* SOURCE INFORMATION *

//! Universe scanner.
//!
//! Fetches every ticker of the configured universe through a bounded worker
//! pool, scores each series and joins the successes into one [`ScanBatch`].

use chrono::{DateTime, SubsecRound, Utc};
use futures::stream::{self, StreamExt};
use serde::{Deserialize, Serialize};
use std::collections::{HashMap, HashSet};
use std::sync::Arc;
use std::time::{Duration, Instant};
use tracing::{debug, info, warn};

use lemniscate_common::config::Config;

use crate::data::{canonical_ticker, BarProvider, PriceBar, ProviderError, SharedRateLimiter};
use crate::scoring::{CompositeScorer, ScoreStatus, SignalTier};

// ============================================================================
// Score Record
// ============================================================================

/// One ticker's result in one scan. Never mutated after creation.
#[derive(Debug, Clone, PartialEq, Serialize, Deserialize)]
pub struct ScoreRecord {
    /// Timestamp shared by every record of the batch
    pub scan_timestamp: DateTime<Utc>,
    /// Canonical ticker (e.g., "THYAO.IS")
    pub ticker: String,
    pub score: f64,
    pub last_close: f64,
    pub stop_loss: f64,
    pub signal_tier: SignalTier,
    pub status: ScoreStatus,
}

/// A ticker excluded from a batch.
#[derive(Debug, Clone, PartialEq, Serialize, Deserialize)]
pub struct TickerFailure {
    pub ticker: String,
    pub reason: String,
    /// Whether a later scan may succeed
    pub recoverable: bool,
}

impl TickerFailure {
    fn from_provider(ticker: &str, err: &ProviderError) -> Self {
        Self {
            ticker: ticker.to_string(),
            reason: err.to_string(),
            recoverable: err.is_recoverable(),
        }
    }

    fn timeout(ticker: &str, timeout: Duration) -> Self {
        Self {
            ticker: ticker.to_string(),
            reason: format!("fetch timed out after {}ms", timeout.as_millis()),
            recoverable: true,
        }
    }

    fn unusable(ticker: &str, reason: &str) -> Self {
        Self {
            ticker: ticker.to_string(),
            reason: reason.to_string(),
            recoverable: false,
        }
    }
}

// ============================================================================
// Scan Batch
// ============================================================================

/// Records produced by one scan, in universe order.
#[derive(Debug, Clone, Serialize, Deserialize)]
pub struct ScanBatch {
    pub scan_timestamp: DateTime<Utc>,
    pub records: Vec<ScoreRecord>,
    /// Distinct canonical tickers attempted
    pub requested: usize,
    pub failed: Vec<TickerFailure>,
}

impl ScanBatch {
    /// Number of tickers that produced a record.
    pub fn succeeded(&self) -> usize {
        self.records.len()
    }

    /// Records whose score was downgraded by an indicator fault.
    pub fn faulted(&self) -> usize {
        self.records
            .iter()
            .filter(|r| r.status == ScoreStatus::Fault)
            .count()
    }

    pub fn is_empty(&self) -> bool {
        self.records.is_empty()
    }

    /// Top `n` records by score descending; equal scores keep batch order.
    pub fn top(&self, n: usize) -> Vec<&ScoreRecord> {
        let mut ranked: Vec<&ScoreRecord> = self.records.iter().collect();
        ranked.sort_by(|a, b| b.score.total_cmp(&a.score));
        ranked.truncate(n);
        ranked
    }

    /// Summary string for logging.
    pub fn summary(&self) -> String {
        format!(
            "Scanned {} tickers: {} scored ({} faulted), {} failed",
            self.requested,
            self.succeeded(),
            self.faulted(),
            self.failed.len()
        )
    }
}

// ============================================================================
// Scanner Settings
// ============================================================================

/// Scanner parameters resolved from configuration.
#[derive(Debug, Clone)]
pub struct ScannerSettings {
    pub universe: Vec<String>,
    pub ticker_suffix: String,
    pub lookback_bars: usize,
    pub concurrency: usize,
    pub fetch_timeout: Duration,
    pub high_tier_threshold: f64,
}

impl ScannerSettings {
    pub fn from_config(config: &Config) -> Self {
        Self {
            universe: config.scanner.universe.clone(),
            ticker_suffix: config.market.ticker_suffix.clone(),
            lookback_bars: config.scanner.lookback_bars,
            concurrency: config.scanner.concurrency,
            fetch_timeout: Duration::from_secs(config.scanner.fetch_timeout_secs),
            high_tier_threshold: config.scanner.high_tier_threshold,
        }
    }
}

// ============================================================================
// Universe Scanner
// ============================================================================

/// Scans a fixed ticker universe against one bar provider.
///
/// Holds no state between scans; every call works from its arguments and
/// the configured universe.
pub struct UniverseScanner {
    settings: ScannerSettings,
    provider: Arc<dyn BarProvider>,
    limiter: SharedRateLimiter,
    scorer: CompositeScorer,
}

impl UniverseScanner {
    pub fn new(
        settings: ScannerSettings,
        provider: Arc<dyn BarProvider>,
        limiter: SharedRateLimiter,
    ) -> Self {
        Self {
            settings,
            provider,
            limiter,
            scorer: CompositeScorer::new(),
        }
    }

    pub fn settings(&self) -> &ScannerSettings {
        &self.settings
    }

    /// Canonicalize a raw ticker with the configured market suffix.
    pub fn canonicalize(&self, raw: &str) -> String {
        canonical_ticker(raw, &self.settings.ticker_suffix)
    }

    /// Canonical universe, duplicates removed, first occurrence wins.
    pub fn universe(&self) -> Vec<String> {
        let mut seen = HashSet::new();
        self.settings
            .universe
            .iter()
            .map(|t| self.canonicalize(t))
            .filter(|t| !t.is_empty() && seen.insert(t.clone()))
            .collect()
    }

    /// Scan the universe now.
    pub async fn scan(&self) -> ScanBatch {
        self.scan_at(Utc::now()).await
    }

    /// Scan the universe, stamping every record with `scan_timestamp`.
    ///
    /// Never fails: a ticker that cannot be fetched or is unusable lands in
    /// `failed`, and an all-failed scan is simply an empty batch.
    pub async fn scan_at(&self, scan_timestamp: DateTime<Utc>) -> ScanBatch {
        // Storage keeps microseconds
        let scan_timestamp = scan_timestamp.trunc_subsecs(6);
        let tickers = self.universe();
        let requested = tickers.len();
        let started = Instant::now();

        info!(
            scan_timestamp = %scan_timestamp.to_rfc3339(),
            requested,
            provider = self.provider.name(),
            "Starting universe scan"
        );

        let mut results: Vec<(usize, Result<ScoreRecord, TickerFailure>)> =
            stream::iter(tickers.into_iter().enumerate())
                .map(|(idx, ticker)| async move {
                    (idx, self.scan_ticker(&ticker, scan_timestamp).await)
                })
                .buffer_unordered(self.settings.concurrency.max(1))
                .collect()
                .await;

        // Join barrier: restore universe order
        results.sort_by_key(|(idx, _)| *idx);

        let mut records = Vec::with_capacity(results.len());
        let mut failed = Vec::new();
        for (_, result) in results {
            match result {
                Ok(record) => records.push(record),
                Err(failure) => {
                    warn!(
                        ticker = %failure.ticker,
                        error = %failure.reason,
                        recoverable = failure.recoverable,
                        "Ticker excluded from scan"
                    );
                    failed.push(failure);
                }
            }
        }

        let batch = ScanBatch {
            scan_timestamp,
            records,
            requested,
            failed,
        };

        info!(
            scan_timestamp = %scan_timestamp.to_rfc3339(),
            requested = batch.requested,
            succeeded = batch.succeeded(),
            faulted = batch.faulted(),
            failed = batch.failed.len(),
            duration_ms = started.elapsed().as_millis() as u64,
            "Universe scan complete"
        );

        batch
    }

    /// Latest usable close per ticker.
    ///
    /// Tickers whose fetch fails, times out or has no usable close are absent
    /// from the map. Keys are canonical.
    pub async fn latest_prices(&self, tickers: &[String]) -> HashMap<String, f64> {
        let canonical: Vec<String> = tickers
            .iter()
            .map(|t| self.canonicalize(t))
            .filter(|t| !t.is_empty())
            .collect::<HashSet<_>>()
            .into_iter()
            .collect();

        stream::iter(canonical)
            .map(|ticker| async move {
                let price = self.fetch_latest_close(&ticker).await;
                (ticker, price)
            })
            .buffer_unordered(self.settings.concurrency.max(1))
            .filter_map(|(ticker, price)| async move { price.map(|p| (ticker, p)) })
            .collect()
            .await
    }

    /// Trailing `lookback` bars for one ticker, under the scan's rate limit
    /// and fetch timeout.
    pub async fn recent_bars(
        &self,
        ticker: &str,
        lookback: usize,
    ) -> Result<Vec<PriceBar>, TickerFailure> {
        let ticker = self.canonicalize(ticker);
        if ticker.is_empty() {
            return Err(TickerFailure::unusable(&ticker, "blank ticker"));
        }
        self.fetch_bars(&ticker, lookback).await
    }

    // ========================================================================
    // Internal Methods
    // ========================================================================

    async fn scan_ticker(
        &self,
        ticker: &str,
        scan_timestamp: DateTime<Utc>,
    ) -> Result<ScoreRecord, TickerFailure> {
        let bars = self.fetch_bars(ticker, self.settings.lookback_bars).await?;

        let last_close = match bars.last() {
            None => return Err(TickerFailure::unusable(ticker, "empty series")),
            Some(bar) if !(bar.close.is_finite() && bar.close > 0.0) => {
                return Err(TickerFailure::unusable(ticker, "no usable last close"))
            }
            Some(bar) => bar.close,
        };

        let outcome = self.scorer.score(&bars);
        if outcome.is_fault() {
            warn!(ticker, bars = bars.len(), "Scoring fault, recorded as zero");
        } else {
            debug!(
                ticker,
                bars = bars.len(),
                score = outcome.score,
                status = %outcome.status,
                "Ticker scored"
            );
        }

        Ok(ScoreRecord {
            scan_timestamp,
            ticker: ticker.to_string(),
            score: outcome.score,
            last_close,
            stop_loss: outcome.stop_loss,
            signal_tier: SignalTier::classify(outcome.score, self.settings.high_tier_threshold),
            status: outcome.status,
        })
    }

    async fn fetch_bars(&self, ticker: &str, lookback: usize) -> Result<Vec<PriceBar>, TickerFailure> {
        self.limiter.acquire().await;

        let fetch = self.provider.get_daily_bars(ticker, lookback);
        match tokio::time::timeout(self.settings.fetch_timeout, fetch).await {
            Ok(Ok(bars)) => Ok(bars),
            Ok(Err(e)) => Err(TickerFailure::from_provider(ticker, &e)),
            Err(_) => Err(TickerFailure::timeout(ticker, self.settings.fetch_timeout)),
        }
    }

    async fn fetch_latest_close(&self, ticker: &str) -> Option<f64> {
        self.limiter.acquire().await;

        let fetch = self.provider.get_latest_close(ticker);
        match tokio::time::timeout(self.settings.fetch_timeout, fetch).await {
            Ok(Ok(price)) => price,
            Ok(Err(e)) => {
                warn!(ticker, error = %e, "Live price unavailable");
                None
            }
            Err(_) => {
                warn!(ticker, "Live price fetch timed out");
                None
            }
        }
    }
}

// ============================================================================
// Tests
// ============================================================================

* TASK INSTRUCTIONS *
Repeat only what lies between the first line of the data and the line containing "use std::sync::Arc;", both of those lines included, exactly as it stands.

* EXERCISE SOLUTION *
//! Universe scanner.
//!
//! Fetches every ticker of the configured universe through a bounded worker
//! pool, scores each series and joins the successes into one [`ScanBatch`].

use chrono::{DateTime, SubsecRound, Utc};
use futures::stream::{self, StreamExt};
use serde::{Deserialize, Serialize};
use std::collections::{HashMap, HashSet};
use std::sync::Arc;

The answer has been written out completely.